Ma qualcuno di questi educatori crede veramente che l'uso o lo spaccio possa essere bloccato chiudendo un cancello? Davvero si pensa che l'acquisto avvenga solo durante l'intervallo? Il mercato della droga è l'unico assolutamente libero, non esistono orari di chiusura o zone in cui non è possibile trovarla: a qualsiasi ora del giorno e della notte chiunque può trovare una "rivendita" aperta dietro l'angolo. In questa vicenda torna a manifestarsi l'ipocrisia di quanti non vogliono ammettere di sapere perfettamente che l'uso di droghe leggere è largamente diffuso tra i giovani, e non solo, e certamente non da ieri. Siamo nella stessa situazione di qualche tempo fa quando, davanti all'affermazione che molti professori di oggi da giovani avevano fatto uso di droghe leggere, si alzò un ipocrita coro d'indignazione. Ancora una volta si preferisce fingere di trovarsi davanti ad un caso isolato, dovuto alla degenerazione di alcuni giovani, da arginare con vecchie ed inefficaci forme di repressione il cui unico scopo sembra essere quello di rassicurare l'opinione pubblica sulle proprie capacità di gestione del potere. Certo non spetta ai presidi trovare la chiave di volta per la questione droghe, ma l'idea di partire da questo ennesimo caso per cercare di affrontare il problema senza idee preconcette, cercando di sperimentare approcci diversi, sembra non essere presa in considerazione da chi invece la questione dovrebbe cercare di risolvere.

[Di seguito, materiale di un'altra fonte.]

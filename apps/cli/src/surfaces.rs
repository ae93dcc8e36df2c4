//! Text stand-ins for the map widget and the building modal.

use dispatch_core::{BuildingTypeId, CatalogEntry, Position};
use dispatch_runtime::{DisplaySurface, MapSurface, Notice};
use tracing::debug;

#[derive(Debug, Default)]
pub struct ConsoleMap {
    armed: bool,
}

impl MapSurface for ConsoleMap {
    fn arm_surface_click(&mut self) {
        self.armed = true;
        println!("click the map to place the building");
    }

    fn disarm_surface_click(&mut self) {
        if self.armed {
            debug!("surface click disarmed");
        }
        self.armed = false;
    }

    fn place_marker(&mut self, kind: BuildingTypeId, position: Position, icon: &str) {
        self.armed = false;
        println!("[map] {icon} {kind} at {position}");
    }
}

#[derive(Debug, Default)]
pub struct ConsoleDisplay;

impl DisplaySurface for ConsoleDisplay {
    fn show_budget(&mut self, budget: u64) {
        println!("budget: ${budget}");
    }

    fn show_offerings(&mut self, entry: &CatalogEntry, position: Position, budget: u64) {
        println!("== {} at {position} (budget ${budget}) ==", entry.name);
        for v in &entry.vehicles {
            println!("  {:<20} ${:>8}  {} km/h", v.kind.name(), v.price, v.speed_kmh);
        }
    }

    fn notify(&mut self, notice: Notice) {
        match notice {
            Notice::InsufficientFunds { needed, available } => {
                println!("insufficient funds: need ${needed}, have ${available}")
            }
            Notice::BuildingPlaced { kind, position } => println!("placed {kind} at {position}"),
            Notice::VehiclePurchased { kind } => println!("successfully purchased {kind}!"),
            Notice::Rejected(reason) => println!("rejected: {reason}"),
            Notice::SaveFailed => println!("warning: progress could not be saved"),
        }
    }
}
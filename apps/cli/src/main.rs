#![deny(warnings)]

//! Headless driver: replays placement and purchase commands against a saved game.

mod commands;
mod surfaces;

use anyhow::{Context, Result};
use dispatch_core::{Catalog, GameConfig};
use dispatch_runtime::{GameStore, Orchestrator};
use persistence::{FileStore, PersistenceAdapter};
use std::fs::File;
use std::io::{self, BufReader};
use std::path::PathBuf;
use surfaces::{ConsoleDisplay, ConsoleMap};
use tracing::{info, Level};
use tracing_subscriber::EnvFilter;

#[derive(Debug)]
struct Args {
    config: Option<PathBuf>,
    data_dir: PathBuf,
    script: Option<PathBuf>,
}

fn parse_args() -> Args {
    let mut args = Args {
        config: None,
        data_dir: PathBuf::from("saves"),
        script: None,
    };
    let mut it = std::env::args().skip(1);
    while let Some(arg) = it.next() {
        match arg.as_str() {
            "--config" => args.config = it.next().map(PathBuf::from),
            "--data-dir" => {
                if let Some(dir) = it.next() {
                    args.data_dir = PathBuf::from(dir);
                }
            }
            "--script" => args.script = it.next().map(PathBuf::from),
            _ => {}
        }
    }
    args
}

fn main() -> Result<()> {
    // Logging setup
    let filter = EnvFilter::try_from_default_env().unwrap_or_else(|_| EnvFilter::new("info"));
    tracing_subscriber::fmt()
        .with_env_filter(filter)
        .with_max_level(Level::DEBUG)
        .with_writer(io::stderr)
        .init();

    let args = parse_args();
    info!(?args, "starting CLI");

    let config = match &args.config {
        Some(path) => GameConfig::load_from_path(path)
            .with_context(|| format!("loading config {}", path.display()))?,
        None => GameConfig::default(),
    };

    let store = FileStore::open(&args.data_dir)
        .with_context(|| format!("opening save directory {}", args.data_dir.display()))?;
    let adapter = PersistenceAdapter::with_config(store, &config);
    let game = GameStore::open(Catalog::standard(), adapter, &config);
    let mut orchestrator = Orchestrator::new(game, ConsoleMap::default(), ConsoleDisplay);
    orchestrator.restore();

    let summary = match &args.script {
        Some(path) => {
            let file =
                File::open(path).with_context(|| format!("opening script {}", path.display()))?;
            commands::run_session(&mut orchestrator, BufReader::new(file))?
        }
        None => commands::run_session(&mut orchestrator, io::stdin().lock())?,
    };

    let store = orchestrator.store();
    info!(
        executed = summary.executed,
        rejected = summary.rejected,
        invalid = summary.invalid,
        "session finished"
    );
    println!(
        "Session OK | budget: ${} | buildings: {} | vehicles: {}",
        store.budget(),
        store.buildings().len(),
        store.vehicles().len()
    );
    Ok(())
}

L'approccio proibizionista sulle droghe, in particolare quelle leggere, pervicacemente preferito continua a dimostrarsi fallimentare e non in grado di governare il fenomeno, l'unico risultato assolutamente certo è quello di mantere a stretto contatto consumatori spesso occasionali di marijuana, con spacciatori di droghe ben più pericolose i quali hanno tutto l'interesse a indirizzarli verso l'uso di quelle per loro più remunerative. Sostanze "agricole" il cui valore normale sarebbe pari a zero, grazie al proibizionismo diventano un formidabile strumento di arricchimento per le narcomafie, aver reso illegale ciò che fino a non molto tempo fa veniva coltivato anche nei nostri campi ha consentito di avvolgere nel fascino del proibito ciò che altrimenti avrebbe lo stesso fascino trasgressivo di uno spritz con gli amici.
Anche questa volta, comunque, la questione finirà ben presto nel dimenticatoio e tutte le coscenze torneranno a dormire sonni tranquilli, l'unico che porterà per sempre su di sé delle cicatrici sarà lo studente di 16 anni rimasto per alcuni giorni nel carcere minorile di Treviso.
E se qualcuno pensa che alcuni giorni siano stati pochi faccia visita all'istituto penale per minorenni trevigiano, cambierà subito idea.